● **Extracted records**
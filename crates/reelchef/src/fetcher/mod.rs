//! Per-platform transcript and metadata retrieval.

pub mod error;
pub mod http;
pub mod oembed;
pub mod transcript_api;

use std::collections::HashMap;
use std::sync::Arc;
use std::time::Duration;

use async_trait::async_trait;

use crate::config::TranscriptConfig;
use crate::error::ReelchefError;
use crate::model::{Platform, VideoMetadata};

pub use error::FetchError;
pub use http::HttpVideoFetcher;
pub use oembed::{OembedClient, OembedEndpoints};
pub use transcript_api::{Transcript, TranscriptApiClient};

/// What a fetcher returns for one video.
#[derive(Debug, Clone, PartialEq)]
pub struct FetchedVideo {
    pub transcript: String,
    /// Language reported by the transcript source, if any.
    pub transcript_language: Option<String>,
    pub metadata: VideoMetadata,
}

#[async_trait]
pub trait TranscriptFetcher: Send + Sync {
    fn platform(&self) -> Platform;

    /// Retrieves transcript and metadata for a canonical video URL.
    async fn fetch(&self, normalized_url: &str) -> Result<FetchedVideo, FetchError>;
}

/// Maps each platform to its fetcher.
#[derive(Clone, Default)]
pub struct FetcherRegistry {
    fetchers: HashMap<Platform, Arc<dyn TranscriptFetcher>>,
}

impl FetcherRegistry {
    pub fn new() -> Self {
        Self::default()
    }

    /// Registers a fetcher under its own platform, replacing any previous one.
    pub fn register(&mut self, fetcher: Arc<dyn TranscriptFetcher>) -> &mut Self {
        self.fetchers.insert(fetcher.platform(), fetcher);
        self
    }

    pub fn get(&self, platform: Platform) -> Option<Arc<dyn TranscriptFetcher>> {
        self.fetchers.get(&platform).cloned()
    }

    /// Builds the HTTP fetchers for all three platforms.
    pub fn from_config(config: &TranscriptConfig) -> Result<Self, ReelchefError> {
        let timeout = Duration::from_secs(config.request_timeout_secs);
        let api_key = config.api_key.resolve()?;
        if api_key.is_none() {
            log::warn!("No transcript API key configured; requests will be unauthenticated");
        }

        let transcripts = Arc::new(TranscriptApiClient::new(&config.base_url, api_key, timeout)?);
        let oembed = Arc::new(OembedClient::new(
            OembedEndpoints {
                youtube: config.oembed.youtube_url.clone(),
                tiktok: config.oembed.tiktok_url.clone(),
                instagram: config.oembed.instagram_url.clone(),
            },
            config.oembed.instagram_access_token.resolve()?,
            timeout,
        )?);

        let mut registry = Self::new();
        registry
            .register(Arc::new(HttpVideoFetcher::youtube(
                transcripts.clone(),
                oembed.clone(),
            )))
            .register(Arc::new(HttpVideoFetcher::tiktok(
                transcripts.clone(),
                oembed.clone(),
            )))
            .register(Arc::new(HttpVideoFetcher::instagram(transcripts, oembed)));
        Ok(registry)
    }
}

● **ASSIGNMENT**
Your reply is to be the number of lines above in which the word "OembedClient" appears, and nothing else.

● **TASK RESULT**
2